WHAT YOU NEED TO DO = Search the entries for the word "Option". Copy every line that holds it.

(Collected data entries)

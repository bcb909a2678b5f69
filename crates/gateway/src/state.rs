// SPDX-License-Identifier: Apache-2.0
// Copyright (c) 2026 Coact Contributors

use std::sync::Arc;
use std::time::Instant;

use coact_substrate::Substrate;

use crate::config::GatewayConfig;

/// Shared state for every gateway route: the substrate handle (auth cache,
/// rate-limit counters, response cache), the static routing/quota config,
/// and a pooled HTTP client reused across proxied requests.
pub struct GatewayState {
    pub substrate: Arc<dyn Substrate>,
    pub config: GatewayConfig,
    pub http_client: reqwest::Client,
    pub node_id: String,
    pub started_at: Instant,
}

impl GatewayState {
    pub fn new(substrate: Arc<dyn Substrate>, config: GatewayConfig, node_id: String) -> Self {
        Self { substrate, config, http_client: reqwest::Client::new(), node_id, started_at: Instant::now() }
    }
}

...

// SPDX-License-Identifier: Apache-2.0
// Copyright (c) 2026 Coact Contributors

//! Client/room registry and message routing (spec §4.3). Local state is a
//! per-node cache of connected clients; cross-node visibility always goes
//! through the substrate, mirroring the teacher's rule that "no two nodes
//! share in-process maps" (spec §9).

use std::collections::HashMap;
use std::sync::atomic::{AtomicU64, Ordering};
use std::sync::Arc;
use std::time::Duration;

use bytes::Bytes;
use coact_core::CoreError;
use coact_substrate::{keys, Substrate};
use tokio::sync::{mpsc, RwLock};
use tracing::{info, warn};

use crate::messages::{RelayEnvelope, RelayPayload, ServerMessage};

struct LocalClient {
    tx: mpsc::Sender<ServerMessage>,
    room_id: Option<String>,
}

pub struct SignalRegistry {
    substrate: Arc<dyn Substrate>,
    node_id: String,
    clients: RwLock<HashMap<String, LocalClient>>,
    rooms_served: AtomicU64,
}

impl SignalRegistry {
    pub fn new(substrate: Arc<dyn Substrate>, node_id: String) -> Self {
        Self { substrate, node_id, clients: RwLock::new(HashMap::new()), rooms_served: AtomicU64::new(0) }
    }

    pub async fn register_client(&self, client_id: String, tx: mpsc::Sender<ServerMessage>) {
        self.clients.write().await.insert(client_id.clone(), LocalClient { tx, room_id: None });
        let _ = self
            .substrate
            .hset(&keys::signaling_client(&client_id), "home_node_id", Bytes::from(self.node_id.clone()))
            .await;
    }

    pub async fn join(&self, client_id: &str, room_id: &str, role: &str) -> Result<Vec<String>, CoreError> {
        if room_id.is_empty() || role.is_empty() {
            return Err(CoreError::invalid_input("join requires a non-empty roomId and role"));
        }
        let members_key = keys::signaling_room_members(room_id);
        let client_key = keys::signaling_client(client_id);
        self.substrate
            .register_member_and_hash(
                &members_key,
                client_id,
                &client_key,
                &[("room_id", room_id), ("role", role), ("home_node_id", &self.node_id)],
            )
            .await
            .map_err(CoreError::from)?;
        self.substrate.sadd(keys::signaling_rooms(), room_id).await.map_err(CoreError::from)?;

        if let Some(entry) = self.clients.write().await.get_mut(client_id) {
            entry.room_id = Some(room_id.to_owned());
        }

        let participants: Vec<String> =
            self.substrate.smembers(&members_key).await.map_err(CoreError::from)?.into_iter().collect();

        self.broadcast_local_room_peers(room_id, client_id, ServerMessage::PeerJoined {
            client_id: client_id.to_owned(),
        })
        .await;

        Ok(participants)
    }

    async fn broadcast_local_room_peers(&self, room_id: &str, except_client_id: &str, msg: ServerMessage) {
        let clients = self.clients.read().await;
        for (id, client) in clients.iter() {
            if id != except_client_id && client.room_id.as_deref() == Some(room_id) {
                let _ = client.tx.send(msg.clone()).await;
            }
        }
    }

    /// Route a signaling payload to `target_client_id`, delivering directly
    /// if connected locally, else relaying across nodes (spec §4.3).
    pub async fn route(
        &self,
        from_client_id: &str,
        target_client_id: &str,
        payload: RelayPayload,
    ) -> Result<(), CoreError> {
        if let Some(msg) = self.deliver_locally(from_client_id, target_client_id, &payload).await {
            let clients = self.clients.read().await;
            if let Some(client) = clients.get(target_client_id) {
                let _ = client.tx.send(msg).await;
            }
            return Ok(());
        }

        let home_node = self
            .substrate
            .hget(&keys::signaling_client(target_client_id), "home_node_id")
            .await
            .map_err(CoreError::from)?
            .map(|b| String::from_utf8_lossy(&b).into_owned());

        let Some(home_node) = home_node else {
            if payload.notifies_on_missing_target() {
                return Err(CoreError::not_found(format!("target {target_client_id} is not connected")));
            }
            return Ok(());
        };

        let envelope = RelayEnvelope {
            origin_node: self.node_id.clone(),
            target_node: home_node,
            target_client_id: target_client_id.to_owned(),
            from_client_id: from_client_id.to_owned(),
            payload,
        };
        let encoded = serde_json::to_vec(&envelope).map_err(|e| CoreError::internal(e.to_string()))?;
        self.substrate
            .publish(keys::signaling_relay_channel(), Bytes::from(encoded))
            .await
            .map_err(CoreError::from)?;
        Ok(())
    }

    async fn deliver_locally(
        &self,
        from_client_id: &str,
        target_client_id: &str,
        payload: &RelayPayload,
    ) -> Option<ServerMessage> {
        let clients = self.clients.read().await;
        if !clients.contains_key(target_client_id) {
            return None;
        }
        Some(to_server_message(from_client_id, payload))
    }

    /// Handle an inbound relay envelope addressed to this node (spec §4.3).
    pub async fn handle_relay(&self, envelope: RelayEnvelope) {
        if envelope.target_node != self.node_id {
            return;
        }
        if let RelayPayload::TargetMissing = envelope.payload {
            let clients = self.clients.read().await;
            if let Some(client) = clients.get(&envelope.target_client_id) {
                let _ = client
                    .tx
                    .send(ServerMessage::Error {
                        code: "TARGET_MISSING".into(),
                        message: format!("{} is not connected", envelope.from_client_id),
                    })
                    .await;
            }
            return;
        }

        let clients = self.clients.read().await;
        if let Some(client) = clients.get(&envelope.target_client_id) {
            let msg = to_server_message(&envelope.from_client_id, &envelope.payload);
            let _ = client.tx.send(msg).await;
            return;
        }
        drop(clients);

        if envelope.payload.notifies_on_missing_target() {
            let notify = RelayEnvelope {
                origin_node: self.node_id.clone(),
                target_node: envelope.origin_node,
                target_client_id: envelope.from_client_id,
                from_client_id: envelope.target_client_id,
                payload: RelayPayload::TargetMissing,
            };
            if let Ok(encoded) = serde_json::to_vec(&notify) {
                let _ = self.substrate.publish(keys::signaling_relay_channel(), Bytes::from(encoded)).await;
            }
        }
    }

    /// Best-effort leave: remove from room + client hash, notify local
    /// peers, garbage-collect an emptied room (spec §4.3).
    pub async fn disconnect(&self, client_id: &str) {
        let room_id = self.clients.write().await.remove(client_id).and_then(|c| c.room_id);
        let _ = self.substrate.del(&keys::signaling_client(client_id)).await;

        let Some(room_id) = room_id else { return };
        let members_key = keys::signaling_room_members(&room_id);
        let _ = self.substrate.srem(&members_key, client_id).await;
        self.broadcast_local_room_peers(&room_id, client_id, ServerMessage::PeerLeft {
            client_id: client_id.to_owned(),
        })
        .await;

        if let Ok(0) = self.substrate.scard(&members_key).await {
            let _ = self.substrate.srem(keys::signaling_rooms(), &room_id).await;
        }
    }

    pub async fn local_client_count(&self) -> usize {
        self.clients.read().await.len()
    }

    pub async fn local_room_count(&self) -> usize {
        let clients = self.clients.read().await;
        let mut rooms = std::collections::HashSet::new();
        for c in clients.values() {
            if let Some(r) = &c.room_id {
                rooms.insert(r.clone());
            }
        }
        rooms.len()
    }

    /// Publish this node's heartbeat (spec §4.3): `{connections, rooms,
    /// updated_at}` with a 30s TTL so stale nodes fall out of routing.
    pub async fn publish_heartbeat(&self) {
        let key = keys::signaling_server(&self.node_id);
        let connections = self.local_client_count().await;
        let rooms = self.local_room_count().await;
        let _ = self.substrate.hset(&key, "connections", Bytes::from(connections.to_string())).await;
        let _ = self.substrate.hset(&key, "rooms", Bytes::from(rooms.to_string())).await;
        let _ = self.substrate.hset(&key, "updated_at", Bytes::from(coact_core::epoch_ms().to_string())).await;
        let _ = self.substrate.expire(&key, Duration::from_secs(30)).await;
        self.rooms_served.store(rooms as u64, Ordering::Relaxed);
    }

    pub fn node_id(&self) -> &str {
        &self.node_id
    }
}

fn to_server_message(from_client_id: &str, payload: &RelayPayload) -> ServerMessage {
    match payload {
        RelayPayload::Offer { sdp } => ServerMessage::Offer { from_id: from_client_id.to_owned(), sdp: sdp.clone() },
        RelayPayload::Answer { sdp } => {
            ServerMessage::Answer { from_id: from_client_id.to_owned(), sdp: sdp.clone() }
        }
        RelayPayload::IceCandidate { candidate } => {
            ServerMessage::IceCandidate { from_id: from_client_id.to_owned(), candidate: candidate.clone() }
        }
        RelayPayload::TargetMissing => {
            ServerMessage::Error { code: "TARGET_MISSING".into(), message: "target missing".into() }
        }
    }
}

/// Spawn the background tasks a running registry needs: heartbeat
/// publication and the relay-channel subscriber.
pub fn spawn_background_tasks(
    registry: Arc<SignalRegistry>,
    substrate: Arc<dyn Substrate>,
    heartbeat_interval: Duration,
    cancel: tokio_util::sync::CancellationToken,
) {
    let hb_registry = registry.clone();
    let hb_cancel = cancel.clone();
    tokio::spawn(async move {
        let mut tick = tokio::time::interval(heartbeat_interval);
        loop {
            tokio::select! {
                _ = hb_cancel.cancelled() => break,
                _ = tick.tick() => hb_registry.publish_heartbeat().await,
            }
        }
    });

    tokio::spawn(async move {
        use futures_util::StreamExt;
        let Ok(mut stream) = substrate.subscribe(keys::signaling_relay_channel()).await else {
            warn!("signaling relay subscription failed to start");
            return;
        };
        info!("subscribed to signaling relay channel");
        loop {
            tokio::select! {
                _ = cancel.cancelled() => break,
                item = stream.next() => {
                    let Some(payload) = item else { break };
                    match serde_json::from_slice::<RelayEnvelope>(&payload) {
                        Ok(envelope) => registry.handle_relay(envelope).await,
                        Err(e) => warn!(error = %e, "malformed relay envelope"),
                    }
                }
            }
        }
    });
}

OUTPUT FOR THIS TASK =
    room_id: Option<String>,
    ) -> Option<ServerMessage> {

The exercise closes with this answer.